Work to complete: Please transcribe all of the records precisely.

Records from a dataset:

——

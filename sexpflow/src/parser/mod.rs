//! Reader: source text to symbolic values.
//!
//! Reading has no evaluation semantics. Lists become [`Value::List`] (the
//! empty list reads as [`Value::Nil`]), `'x` desugars to `(quote x)`, and
//! bare tokens become numbers, reserved literals or symbols.

use crate::config::ReaderConfig;
use crate::runtime::values::Value;
use crate::stack::with_nesting_stack;
use pest::Parser;

mod builder;
pub mod errors;
mod scan;

pub use errors::{ParseError, ParseErrorKind, SourcePosition};

use builder::ValueBuilder;

#[derive(pest_derive::Parser)]
#[grammar = "sexpflow.pest"] // Path relative to src/
pub struct SexpParser;

/// Parse exactly one top-level expression with the default reader settings.
pub fn parse(input: &str) -> Result<Value, ParseError> {
    Reader::default().parse(input)
}

/// Parse every top-level form. Empty input yields an empty sequence.
pub fn parse_all(input: &str) -> Result<Vec<Value>, ParseError> {
    Reader::default().parse_all(input)
}

/// A configured reader.
#[derive(Debug, Clone, Default)]
pub struct Reader {
    config: ReaderConfig,
}

impl Reader {
    pub fn new(config: ReaderConfig) -> Self {
        Self { config }
    }

    pub fn config(&self) -> &ReaderConfig {
        &self.config
    }

    pub fn parse_all(&self, input: &str) -> Result<Vec<Value>, ParseError> {
        Ok(self
            .parse_spanned(input)?
            .into_iter()
            .map(|(_, value)| value)
            .collect())
    }

    pub fn parse(&self, input: &str) -> Result<Value, ParseError> {
        let mut forms = self.parse_spanned(input)?.into_iter();
        let Some((_, first)) = forms.next() else {
            return Err(ParseError::at(
                ParseErrorKind::UnexpectedEof,
                input,
                input.len(),
                "expected an expression, found end of input",
            ));
        };
        if let Some((offset, _)) = forms.next() {
            return Err(ParseError::at(
                ParseErrorKind::TrailingInput,
                input,
                offset,
                "expected a single expression",
            ));
        }
        Ok(first)
    }

    /// Top-level forms with the byte offset each one starts at.
    fn parse_spanned(&self, input: &str) -> Result<Vec<(usize, Value)>, ParseError> {
        let summary = scan::scan(input, self.config.max_depth)?;
        let pairs = with_nesting_stack(summary.max_depth, || {
            SexpParser::parse(Rule::program, input)
        })
        .map_err(|e| errors::from_pest(e, input))?;

        let builder = ValueBuilder::new(input, &self.config);
        pairs
            .flat_map(|program| program.into_inner())
            .filter(|pair| pair.as_rule() != Rule::EOI)
            .map(|pair| {
                let offset = pair.as_span().start();
                builder.build(pair).map(|value| (offset, value))
            })
            .collect()
    }
}
//! Collaborator traits that decouple the evaluator from the task/tool
//! system it drives.
//!
//! The evaluator owns no process-wide state. Atom definitions, external
//! invocations and workflow log output all go through these traits, so the
//! core can be tested with in-memory implementations.

use crate::runtime::cancellation::CancellationToken;
use crate::runtime::values::{Diagnostic, ExternalResult, Symbol, Value};
use std::fmt::Debug;

/// One delegated call: a head symbol the evaluator could not resolve, with
/// its already-evaluated arguments.
#[derive(Debug, Clone, Copy)]
pub struct InvocationRequest<'a> {
    pub callee: &'a Symbol,
    pub args: &'a [Value],
    /// Shared with the driver; long-running work should poll it.
    pub cancellation: &'a CancellationToken,
}

/// Executes external tasks and tools.
///
/// The call blocks the evaluator until it returns. A returned
/// `ExternalResult` with `succeeded == false` and an `Err` fault are both
/// surfaced to the workflow as `ExternalInvocationFailure`. The evaluator
/// never retries.
pub trait ExternalInvoker: Debug {
    fn invoke(&self, request: InvocationRequest<'_>) -> Result<ExternalResult, Diagnostic>;
}

/// Receives `(defatom name spec...)` registrations. `spec` is unevaluated.
pub trait AtomRegistry: Debug {
    fn register(&self, name: &Symbol, spec: &[Value]) -> Result<(), Diagnostic>;
}

/// Observability sink for `log-message`.
pub trait LogSink: Debug {
    fn log(&self, message: &str);
}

——

Exercise output:
filename sexpflow/src/parser/mod.rs
//! Reader: source text to symbolic values.
//!
//! Reading has no evaluation semantics. Lists become [`Value::List`] (the
//! empty list reads as [`Value::Nil`]), `'x` desugars to `(quote x)`, and
//! bare tokens become numbers, reserved literals or symbols.

use crate::config::ReaderConfig;
use crate::runtime::values::Value;
use crate::stack::with_nesting_stack;
use pest::Parser;

mod builder;
pub mod errors;
mod scan;

pub use errors::{ParseError, ParseErrorKind, SourcePosition};

use builder::ValueBuilder;

#[derive(pest_derive::Parser)]
#[grammar = "sexpflow.pest"] // Path relative to src/
pub struct SexpParser;

/// Parse exactly one top-level expression with the default reader settings.
pub fn parse(input: &str) -> Result<Value, ParseError> {
    Reader::default().parse(input)
}

/// Parse every top-level form. Empty input yields an empty sequence.
pub fn parse_all(input: &str) -> Result<Vec<Value>, ParseError> {
    Reader::default().parse_all(input)
}

/// A configured reader.
#[derive(Debug, Clone, Default)]
pub struct Reader {
    config: ReaderConfig,
}

impl Reader {
    pub fn new(config: ReaderConfig) -> Self {
        Self { config }
    }

    pub fn config(&self) -> &ReaderConfig {
        &self.config
    }

    pub fn parse_all(&self, input: &str) -> Result<Vec<Value>, ParseError> {
        Ok(self
            .parse_spanned(input)?
            .into_iter()
            .map(|(_, value)| value)
            .collect())
    }

    pub fn parse(&self, input: &str) -> Result<Value, ParseError> {
        let mut forms = self.parse_spanned(input)?.into_iter();
        let Some((_, first)) = forms.next() else {
            return Err(ParseError::at(
                ParseErrorKind::UnexpectedEof,
                input,
                input.len(),
                "expected an expression, found end of input",
            ));
        };
        if let Some((offset, _)) = forms.next() {
            return Err(ParseError::at(
                ParseErrorKind::TrailingInput,
                input,
                offset,
                "expected a single expression",
            ));
        }
        Ok(first)
    }

    /// Top-level forms with the byte offset each one starts at.
    fn parse_spanned(&self, input: &str) -> Result<Vec<(usize, Value)>, ParseError> {
        let summary = scan::scan(input, self.config.max_depth)?;
        let pairs = with_nesting_stack(summary.max_depth, || {
            SexpParser::parse(Rule::program, input)
        })
        .map_err(|e| errors::from_pest(e, input))?;

        let builder = ValueBuilder::new(input, &self.config);
        pairs
            .flat_map(|program| program.into_inner())
            .filter(|pair| pair.as_rule() != Rule::EOI)
            .map(|pair| {
                let offset = pair.as_span().start();
                builder.build(pair).map(|value| (offset, value))
            })
            .collect()
    }
}
//! Collaborator traits that decouple the evaluator from the task/tool
//! system it drives.
//!
//! The evaluator owns no process-wide state. Atom definitions, external
//! invocations and workflow log output all go through these traits, so the
//! core can be tested with in-memory implementations.

use crate::runtime::cancellation::CancellationToken;
use crate::runtime::values::{Diagnostic, ExternalResult, Symbol, Value};
use std::fmt::Debug;

/// One delegated call: a head symbol the evaluator could not resolve, with
/// its already-evaluated arguments.
#[derive(Debug, Clone, Copy)]
pub struct InvocationRequest<'a> {
    pub callee: &'a Symbol,
    pub args: &'a [Value],
    /// Shared with the driver; long-running work should poll it.
    pub cancellation: &'a CancellationToken,
}

/// Executes external tasks and tools.
///
/// The call blocks the evaluator until it returns. A returned
/// `ExternalResult` with `succeeded == false` and an `Err` fault are both
/// surfaced to the workflow as `ExternalInvocationFailure`. The evaluator
/// never retries.
pub trait ExternalInvoker: Debug {
    fn invoke(&self, request: InvocationRequest<'_>) -> Result<ExternalResult, Diagnostic>;
}

/// Receives `(defatom name spec...)` registrations. `spec` is unevaluated.
pub trait AtomRegistry: Debug {
    fn register(&self, name: &Symbol, spec: &[Value]) -> Result<(), Diagnostic>;
}

/// Observability sink for `log-message`.
pub trait LogSink: Debug {
    fn log(&self, message: &str);
}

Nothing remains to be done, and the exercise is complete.